Serving 2-3 portions     Prep time 15 minutes

Baking time  10-15 minutes   Total time 25-30 minutes

Ingredients

Bottom

  • 3 tbsp coconut flour
  • 3 tbsp oat flour
  • 1/4 tsp baking soda
  • 1/4 tsp vanilla bean powder
  • A pinch of salt
  • 1 tbsp coconut butter
  • 2 tbsp liquid sweetener

Filling

  • A heaping 1/2 dl / 1/4 cup red currants, or fruit or berry of choice
  • 1 tbsp sweetener of choice
  • 1 tbsp potato starch

Crumble topping

  • 3 tbsp of shredded coconut, rolled oats, slivered almonds or such
  • 1/2 tbsp liquid sweetener
  • 1/2 tbsp coconut butter
  • 1/4 tsp vanilla bean powder
  • A pinch of salt
Directions
  1. Start with preheating the oven to 175ºC / 350ºF and grease a tart pan.
  2.  In a small bowl mix all the ingredients for the bottom until it becomes a crumbly dough kind of texture.
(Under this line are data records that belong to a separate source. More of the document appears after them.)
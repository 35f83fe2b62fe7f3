//! Classification result and options.

use serde::{Deserialize, Serialize};
use std::collections::{HashMap, HashSet};

/// Normalized classification returned by every backend.
///
/// `confidence` is advisory; values outside `[0, 1]` are passed through.
#[derive(Debug, Clone, PartialEq, Serialize, Deserialize)]
pub struct Classification {
    /// Chosen category.
    pub category: String,
    /// Confidence score, nominally in `[0, 1]`.
    #[serde(default)]
    pub confidence: f64,
    /// Short summary of the content.
    #[serde(default)]
    pub summary: String,
    /// Key terms, in the order the backend returned them.
    #[serde(default)]
    pub keywords: Vec<String>,
}

impl Classification {
    /// Create a classification with only a category.
    pub fn new(category: impl Into<String>) -> Self {
        Self {
            category: category.into(),
            confidence: 0.0,
            summary: String::new(),
            keywords: Vec::new(),
        }
    }

    /// Set the confidence score.
    pub fn with_confidence(mut self, confidence: f64) -> Self {
        self.confidence = confidence;
        self
    }

    /// Set the summary.
    pub fn with_summary(mut self, summary: impl Into<String>) -> Self {
        self.summary = summary.into();
        self
    }

    /// Set the keywords.
    pub fn with_keywords<I, S>(mut self, keywords: I) -> Self
    where
        I: IntoIterator<Item = S>,
        S: Into<String>,
    {
        self.keywords = keywords.into_iter().map(Into::into).collect();
        self
    }
}

/// Per-call classification constraints.
///
/// An empty category list means free-form category selection. Categories
/// keep insertion order (it is the order rendered into the prompt) and are
/// de-duplicated on insert.
#[derive(Debug, Clone, PartialEq, Eq, Serialize, Deserialize)]
pub struct ClassificationOptions {
    #[serde(default)]
    categories: Vec<String>,
    /// Reject results whose category is outside the allow-list. When
    /// disabled, an unmatched category is returned as the backend gave it.
    #[serde(default = "default_strict")]
    pub strict: bool,
}

fn default_strict() -> bool {
    true
}

impl Default for ClassificationOptions {
    fn default() -> Self {
        Self {
            categories: Vec::new(),
            strict: true,
        }
    }
}

impl ClassificationOptions {
    /// Free-form options (no allow-list).
    pub fn new() -> Self {
        Self::default()
    }

    /// Options constrained to the given categories.
    pub fn with_categories<I, S>(categories: I) -> Self
    where
        I: IntoIterator<Item = S>,
        S: Into<String>,
    {
        let mut options = Self::default();
        for category in categories {
            options.add_category(category);
        }
        options
    }

    /// Append a category; blank and already-present entries are ignored.
    pub fn add_category(&mut self, category: impl Into<String>) {
        let category = category.into().trim().to_string();
        if !category.is_empty() && !self.categories.contains(&category) {
            self.categories.push(category);
        }
    }

    /// Set strict enforcement.
    pub fn with_strict(mut self, strict: bool) -> Self {
        self.strict = strict;
        self
    }

    /// Allowed categories in insertion order.
    pub fn categories(&self) -> &[String] {
        &self.categories
    }

    /// Whether the backend may pick any category.
    pub fn is_free_form(&self) -> bool {
        self.categories.is_empty()
    }
}

/// Metrics comparing two classifications of the same content.
#[derive(Debug, Clone, PartialEq, Serialize, Deserialize)]
pub struct ClassificationComparison {
    /// Exact category equality.
    pub category_match: bool,
    /// `a.confidence - b.confidence`.
    pub confidence_diff: f64,
    /// Case-insensitive Jaccard similarity of the keyword sets.
    pub keyword_overlap: f64,
    /// Cosine similarity of the summaries' word-frequency vectors.
    pub summary_similarity: f64,
}

/// Compare two classifications, e.g. from different backends.
pub fn compare_classifications(a: &Classification, b: &Classification) -> ClassificationComparison {
    ClassificationComparison {
        category_match: a.category == b.category,
        confidence_diff: a.confidence - b.confidence,
        keyword_overlap: keyword_overlap(&a.keywords, &b.keywords),
        summary_similarity: summary_similarity(&a.summary, &b.summary),
    }
}

fn keyword_overlap(a: &[String], b: &[String]) -> f64 {
    if a.is_empty() && b.is_empty() {
        return 1.0;
    }
    if a.is_empty() || b.is_empty() {
        return 0.0;
    }

    let set_a: HashSet<String> = a.iter().map(|k| k.to_lowercase()).collect();
    let set_b: HashSet<String> = b.iter().map(|k| k.to_lowercase()).collect();
    let intersection = set_a.intersection(&set_b).count();
    let union = set_a.union(&set_b).count();

    intersection as f64 / union as f64
}

fn word_frequencies(text: &str) -> HashMap<String, usize> {
    let mut freq = HashMap::new();
    for word in text.to_lowercase().split_whitespace() {
        *freq.entry(word.to_string()).or_insert(0) += 1;
    }
    freq
}

fn summary_similarity(a: &str, b: &str) -> f64 {
    let freq_a = word_frequencies(a);
    let freq_b = word_frequencies(b);

    let dot: usize = freq_a
        .iter()
        .filter_map(|(word, count)| freq_b.get(word).map(|other| count * other))
        .sum();
    let mag_a: usize = freq_a.values().map(|c| c * c).sum();
    let mag_b: usize = freq_b.values().map(|c| c * c).sum();

    if mag_a == 0 || mag_b == 0 {
        return 0.0;
    }

    dot as f64 / ((mag_a as f64).sqrt() * (mag_b as f64).sqrt())
}
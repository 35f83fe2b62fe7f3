//! Prompt templates for classification.

use crate::traits::Prompt;
use crate::types::ClassificationOptions;

/// System prompt sent with every classification request.
pub const CLASSIFICATION_SYSTEM_PROMPT: &str =
    "You are a content classification expert. Always respond in valid JSON format.";

/// Build the user instruction for classifying `text`.
///
/// With an allow-list the instruction enumerates the categories in
/// insertion order and requires the result to pick one of them; otherwise
/// the backend chooses the category freely.
pub fn classification_prompt(text: &str, options: &ClassificationOptions) -> String {
    if options.is_free_form() {
        return format!(
            "Analyze the following text and provide a JSON response with these fields:\n\
             \t- category: The main category/topic of the content\n\
             \t- confidence: A confidence score between 0 and 1\n\
             \t- summary: A brief summary of the content (max 100 words)\n\
             \t- keywords: Up to 5 key terms or phrases from the content\n\n\
             Text to analyze:\n{}",
            text
        );
    }

    format!(
        "Analyze the following text and classify it into one of these categories: {}\n\n\
         Provide a JSON response with these fields:\n\
         \t- category: One of the categories listed above that best matches the content\n\
         \t- confidence: A confidence score between 0 and 1 indicating how well the content matches the chosen category\n\
         \t- summary: A brief summary of the content (max 100 words)\n\
         \t- keywords: Up to 5 key terms or phrases from the content\n\n\
         Text to analyze:\n{}",
        options.categories().join(", "),
        text
    )
}

/// System and user prompt for a classification call.
pub fn build_classification_prompt(text: &str, options: &ClassificationOptions) -> Prompt {
    Prompt::new(CLASSIFICATION_SYSTEM_PROMPT, classification_prompt(text, options))
}
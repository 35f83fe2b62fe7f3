//! Server configuration loaded from the environment.

use std::path::PathBuf;
use std::str::FromStr;

use superclass_core::catalog::ModelConstraints;
use superclass_core::error::{SuperclassError, SuperclassResult};

/// Default upload staging directory.
pub const DEFAULT_UPLOAD_DIR: &str = "/tmp/superclass-uploads";
/// Default request body limit (32 MiB).
pub const DEFAULT_MAX_UPLOAD_BYTES: usize = 32 << 20;

/// HTTP front end settings.
#[derive(Debug, Clone, PartialEq)]
pub struct ServerConfig {
    pub host: String,
    pub port: u16,
    /// Directory uploads are staged in while they are classified.
    pub upload_dir: PathBuf,
    pub max_upload_bytes: usize,
    /// Default input cost ceiling per 1K tokens for `/models/recommend`.
    pub max_cost: f64,
    /// Default latency ceiling for `/models/recommend`, in seconds.
    pub max_latency_secs: u32,
}

impl Default for ServerConfig {
    fn default() -> Self {
        Self {
            host: "0.0.0.0".to_string(),
            port: 8080,
            upload_dir: PathBuf::from(DEFAULT_UPLOAD_DIR),
            max_upload_bytes: DEFAULT_MAX_UPLOAD_BYTES,
            max_cost: 0.1,
            max_latency_secs: 30,
        }
    }
}

impl ServerConfig {
    /// Load from `SUPERCLASS_HOST`, `PORT`, `UPLOAD_DIR`, `MAX_UPLOAD_BYTES`,
    /// `MAX_COST` and `MAX_LATENCY`.
    pub fn from_env() -> SuperclassResult<Self> {
        Self::from_lookup(|key| std::env::var(key).ok())
    }

    /// Load through an arbitrary variable lookup; unset or blank values keep defaults.
    pub fn from_lookup<F>(lookup: F) -> SuperclassResult<Self>
    where
        F: Fn(&str) -> Option<String>,
    {
        let get = |key: &str| lookup(key).map(|v| v.trim().to_string()).filter(|v| !v.is_empty());
        let mut config = Self::default();

        if let Some(host) = get("SUPERCLASS_HOST") {
            config.host = host;
        }
        if let Some(port) = get("PORT") {
            config.port = parse_var("PORT", &port)?;
        }
        if let Some(dir) = get("UPLOAD_DIR") {
            config.upload_dir = PathBuf::from(dir);
        }
        if let Some(limit) = get("MAX_UPLOAD_BYTES") {
            config.max_upload_bytes = parse_var("MAX_UPLOAD_BYTES", &limit)?;
        }
        if let Some(cost) = get("MAX_COST") {
            config.max_cost = parse_var("MAX_COST", &cost)?;
        }
        if let Some(latency) = get("MAX_LATENCY") {
            config.max_latency_secs = parse_var("MAX_LATENCY", &latency)?;
        }

        Ok(config)
    }

    /// Bind address, `host:port`.
    pub fn addr(&self) -> String {
        format!("{}:{}", self.host, self.port)
    }

    /// Recommendation constraints used when a request leaves them unset.
    pub fn default_constraints(&self) -> ModelConstraints {
        ModelConstraints {
            max_cost_per_thousand_tokens: self.max_cost,
            max_latency_ms: self.max_latency_secs.saturating_mul(1000),
            required_capabilities: Vec::new(),
            min_token_limit: 0,
        }
    }
}

fn parse_var<T>(key: &str, value: &str) -> SuperclassResult<T>
where
    T: FromStr,
    T::Err: std::fmt::Display,
{
    value.parse().map_err(|e| {
        SuperclassError::configuration(format!("Invalid value for {}: '{}' ({})", key, value, e))
    })
}
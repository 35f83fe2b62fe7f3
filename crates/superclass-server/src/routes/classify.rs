//! Document classification endpoints.

use axum::{
    extract::{Multipart, State},
    Json,
};
use serde::Serialize;
use tracing::info;

use superclass_core::features::FeatureReport;

use crate::error::ApiResult;
use crate::state::AppState;
use crate::upload::{StagedUpload, UploadForm};

/// Response for a classified upload.
#[derive(Debug, Serialize)]
pub struct ClassifyResponse {
    pub category: String,
    pub confidence: f64,
    pub summary: String,
    pub keywords: Vec<String>,
    #[serde(skip_serializing_if = "Option::is_none")]
    pub raw_text: Option<String>,
}

/// Classify an uploaded document.
/// POST /classify (multipart: `file`, optional `categories`, `include_text`)
pub async fn classify(
    State(state): State<AppState>,
    multipart: Multipart,
) -> ApiResult<Json<ClassifyResponse>> {
    let form = UploadForm::read(multipart).await?;
    let staged = StagedUpload::write(&state.config.upload_dir, &form.file_name, &form.bytes).await?;

    info!(
        filename = %form.file_name,
        size = form.bytes.len(),
        has_categories = !form.categories.is_empty(),
        "Processing uploaded file"
    );

    let settings = &state.settings;
    let options = form.options(settings.model.strict_categories.unwrap_or(true));
    let result = state
        .pipeline
        .extract_and_classify_with_options(staged.path(), settings.provider, &settings.model, &options)
        .await;
    staged.remove();
    let result = result?;

    info!(
        category = %result.classification.category,
        confidence = result.classification.confidence,
        keywords = ?result.classification.keywords,
        "Classification completed successfully"
    );

    let classification = result.classification;
    Ok(Json(ClassifyResponse {
        category: classification.category,
        confidence: classification.confidence,
        summary: classification.summary,
        keywords: classification.keywords,
        raw_text: form.include_text.then_some(result.text),
    }))
}

/// Classify an uploaded document and extract its features.
/// POST /features (same form as /classify)
pub async fn features(
    State(state): State<AppState>,
    multipart: Multipart,
) -> ApiResult<Json<FeatureReport>> {
    let form = UploadForm::read(multipart).await?;
    let staged = StagedUpload::write(&state.config.upload_dir, &form.file_name, &form.bytes).await?;

    info!(
        filename = %form.file_name,
        size = form.bytes.len(),
        "Extracting document features"
    );

    let settings = &state.settings;
    let options = form.options(settings.model.strict_categories.unwrap_or(true));
    let report = state
        .pipeline
        .extract_features_and_classify(staged.path(), settings.provider, &settings.model, &options)
        .await;
    staged.remove();
    let mut report = report?;

    if !form.include_text {
        report.result.text.clear();
    }
    Ok(Json(report))
}
//! Backend configuration.

use serde::{Deserialize, Serialize};
use std::collections::HashMap;

use super::ClassificationOptions;
use crate::error::{SuperclassError, SuperclassResult};

/// Generation parameters recognized by the backends.
///
/// Unset fields fall back to the backend's own defaults. Unknown keys are
/// rejected on deserialization.
#[derive(Debug, Clone, Default, PartialEq, Serialize, Deserialize)]
#[serde(deny_unknown_fields)]
pub struct ModelParameters {
    /// Sampling temperature.
    #[serde(default, skip_serializing_if = "Option::is_none")]
    pub temperature: Option<f32>,
    /// Maximum output tokens.
    #[serde(default, skip_serializing_if = "Option::is_none")]
    pub max_tokens: Option<u32>,
    /// Nucleus sampling.
    #[serde(default, skip_serializing_if = "Option::is_none")]
    pub top_p: Option<f32>,
    /// Top-k sampling (Anthropic).
    #[serde(default, skip_serializing_if = "Option::is_none")]
    pub top_k: Option<u32>,
    /// Frequency penalty (OpenAI family).
    #[serde(default, skip_serializing_if = "Option::is_none")]
    pub frequency_penalty: Option<f32>,
}

impl ModelParameters {
    /// Build parameters from a loosely typed map, rejecting unknown keys.
    pub fn from_map(map: HashMap<String, serde_json::Value>) -> SuperclassResult<Self> {
        let object: serde_json::Map<String, serde_json::Value> = map.into_iter().collect();
        serde_json::from_value(serde_json::Value::Object(object))
            .map_err(|e| SuperclassError::configuration(format!("Invalid model parameters: {}", e)))
    }

    /// Overlay every field set in `update`.
    pub fn merge(&mut self, update: &ModelParameters) {
        if update.temperature.is_some() {
            self.temperature = update.temperature;
        }
        if update.max_tokens.is_some() {
            self.max_tokens = update.max_tokens;
        }
        if update.top_p.is_some() {
            self.top_p = update.top_p;
        }
        if update.top_k.is_some() {
            self.top_k = update.top_k;
        }
        if update.frequency_penalty.is_some() {
            self.frequency_penalty = update.frequency_penalty;
        }
    }

    /// Whether no parameter is set.
    pub fn is_empty(&self) -> bool {
        *self == Self::default()
    }
}

/// Configuration a backend is constructed from.
///
/// Empty strings and empty lists mean "not set": backends apply their
/// provider defaults at construction, and [`ModelConfig::merge`] leaves the
/// current value untouched.
#[derive(Clone, Default, Serialize, Deserialize)]
pub struct ModelConfig {
    /// Endpoint URL; required for Azure and Custom backends.
    #[serde(default, skip_serializing_if = "Option::is_none")]
    pub endpoint: Option<String>,
    /// Model identifier (or Azure deployment name).
    #[serde(default)]
    pub model: String,
    /// API key. Never serialized.
    #[serde(default, skip_serializing)]
    pub api_key: Option<String>,
    /// Generation parameters.
    #[serde(default, skip_serializing_if = "ModelParameters::is_empty")]
    pub parameters: ModelParameters,
    /// Default allow-list, used when a call supplies no categories.
    #[serde(default, skip_serializing_if = "Vec::is_empty")]
    pub predefined_categories: Vec<String>,
    /// Default strict-enforcement flag for the predefined categories.
    #[serde(default, skip_serializing_if = "Option::is_none")]
    pub strict_categories: Option<bool>,
}

impl std::fmt::Debug for ModelConfig {
    fn fmt(&self, f: &mut std::fmt::Formatter<'_>) -> std::fmt::Result {
        f.debug_struct("ModelConfig")
            .field("endpoint", &self.endpoint)
            .field("model", &self.model)
            .field("has_api_key", &self.has_api_key())
            .field("parameters", &self.parameters)
            .field("predefined_categories", &self.predefined_categories)
            .field("strict_categories", &self.strict_categories)
            .finish()
    }
}

impl ModelConfig {
    /// Config for a model, everything else unset.
    pub fn new(model: impl Into<String>) -> Self {
        Self {
            model: model.into(),
            ..Default::default()
        }
    }

    /// Set the endpoint URL.
    pub fn with_endpoint(mut self, endpoint: impl Into<String>) -> Self {
        self.endpoint = Some(endpoint.into());
        self
    }

    /// Set the API key.
    pub fn with_api_key(mut self, api_key: impl Into<String>) -> Self {
        self.api_key = Some(api_key.into());
        self
    }

    /// Set generation parameters.
    pub fn with_parameters(mut self, parameters: ModelParameters) -> Self {
        self.parameters = parameters;
        self
    }

    /// Set the predefined category allow-list.
    pub fn with_predefined_categories<I, S>(mut self, categories: I) -> Self
    where
        I: IntoIterator<Item = S>,
        S: Into<String>,
    {
        self.predefined_categories = categories.into_iter().map(Into::into).collect();
        self
    }

    /// Set the default strict-enforcement flag.
    pub fn with_strict_categories(mut self, strict: bool) -> Self {
        self.strict_categories = Some(strict);
        self
    }

    /// Endpoint, if set and non-blank.
    pub fn endpoint(&self) -> Option<&str> {
        self.endpoint.as_deref().map(str::trim).filter(|e| !e.is_empty())
    }

    /// API key, if set and non-blank.
    pub fn api_key(&self) -> Option<&str> {
        self.api_key.as_deref().filter(|k| !k.trim().is_empty())
    }

    /// Whether an API key is configured.
    pub fn has_api_key(&self) -> bool {
        self.api_key().is_some()
    }

    /// Merge an update into this config.
    ///
    /// Only set fields are applied: `None`, empty strings, empty category
    /// lists and unset parameters leave the current value unchanged.
    pub fn merge(&mut self, update: ModelConfig) {
        if let Some(endpoint) = update.endpoint.filter(|e| !e.trim().is_empty()) {
            self.endpoint = Some(endpoint);
        }
        if !update.model.trim().is_empty() {
            self.model = update.model;
        }
        if let Some(api_key) = update.api_key.filter(|k| !k.trim().is_empty()) {
            self.api_key = Some(api_key);
        }
        self.parameters.merge(&update.parameters);
        if !update.predefined_categories.is_empty() {
            self.predefined_categories = update.predefined_categories;
        }
        if update.strict_categories.is_some() {
            self.strict_categories = update.strict_categories;
        }
    }

    /// Options derived from the predefined categories.
    pub fn default_options(&self) -> ClassificationOptions {
        ClassificationOptions::with_categories(self.predefined_categories.iter().cloned())
            .with_strict(self.strict_categories.unwrap_or(true))
    }
}

#[cfg(test)]
mod tests {
    use super::*;
    use serde_json::json;

    #[test]
    fn test_parameters_from_map() {
        let mut map = HashMap::new();
        map.insert("temperature".to_string(), json!(0.2));
        map.insert("max_tokens".to_string(), json!(512));

        let params = ModelParameters::from_map(map).unwrap();
        assert_eq!(params.temperature, Some(0.2));
        assert_eq!(params.max_tokens, Some(512));
        assert_eq!(params.top_p, None);
    }

    #[test]
    fn test_parameters_reject_unknown_keys() {
        let mut map = HashMap::new();
        map.insert("temprature".to_string(), json!(0.2));

        let err = ModelParameters::from_map(map).unwrap_err();
        assert!(err.to_string().contains("temprature"));
    }

    #[test]
    fn test_parameters_reject_wrong_type() {
        let mut map = HashMap::new();
        map.insert("max_tokens".to_string(), json!("lots"));
        assert!(ModelParameters::from_map(map).is_err());
    }

    #[test]
    fn test_merge_ignores_empty_fields() {
        let mut config = ModelConfig::new("gpt-4")
            .with_endpoint("https://example.com/v1")
            .with_api_key("sk-original")
            .with_predefined_categories(["Tech"])
            .with_parameters(ModelParameters {
                temperature: Some(0.3),
                max_tokens: Some(2000),
                ..Default::default()
            });

        config.merge(ModelConfig {
            endpoint: Some(String::new()),
            model: String::new(),
            api_key: Some("  ".to_string()),
            ..Default::default()
        });

        assert_eq!(config.endpoint(), Some("https://example.com/v1"));
        assert_eq!(config.model, "gpt-4");
        assert_eq!(config.api_key(), Some("sk-original"));
        assert_eq!(config.predefined_categories, vec!["Tech"]);
        assert_eq!(config.parameters.temperature, Some(0.3));
    }

    #[test]
    fn test_merge_applies_set_fields() {
        let mut config = ModelConfig::new("gpt-4").with_parameters(ModelParameters {
            temperature: Some(0.3),
            max_tokens: Some(2000),
            ..Default::default()
        });

        config.merge(
            ModelConfig::new("gpt-3.5-turbo")
                .with_api_key("sk-new")
                .with_strict_categories(false)
                .with_parameters(ModelParameters {
                    max_tokens: Some(500),
                    ..Default::default()
                }),
        );

        assert_eq!(config.model, "gpt-3.5-turbo");
        assert_eq!(config.api_key(), Some("sk-new"));
        assert_eq!(config.parameters.temperature, Some(0.3));
        assert_eq!(config.parameters.max_tokens, Some(500));
        assert_eq!(config.strict_categories, Some(false));
    }

    #[test]
    fn test_api_key_never_serialized_or_printed() {
        let config = ModelConfig::new("gpt-4").with_api_key("sk-secret");

        let json = serde_json::to_string(&config).unwrap();
        assert!(!json.contains("sk-secret"));

        let debug = format!("{:?}", config);
        assert!(!debug.contains("sk-secret"));
        assert!(debug.contains("has_api_key: true"));
    }

    #[test]
    fn test_default_options() {
        let config = ModelConfig::new("gpt-4")
            .with_predefined_categories(["Tech", "Finance"])
            .with_strict_categories(false);
        let options = config.default_options();

        assert_eq!(options.categories(), &["Tech", "Finance"]);
        assert!(!options.strict);
        assert!(ModelConfig::new("gpt-4").default_options().is_free_form());
    }
}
Transfer to the tart pan. Using your hands, flatten out the dough and make sure the crust is evenly thick. Pierce with a fork and bake for 8-10 minutes until golden. Take out and let cool.
  3. While the crust is in the oven simply mix all the ingredients for the filling and crumble topping together in two separate bowls.
  4. Once the crust has slightly cooled down, fill it with the filling and top with the crumble. Bake for 10-15 minutes until the crumble on top is golden.
NOTE

I made a super small, mini tart, and I only used a tart pan with a 10 cm / 4 inch diameter. If you’d like a bigger tart simply multiply the recipe with at least two.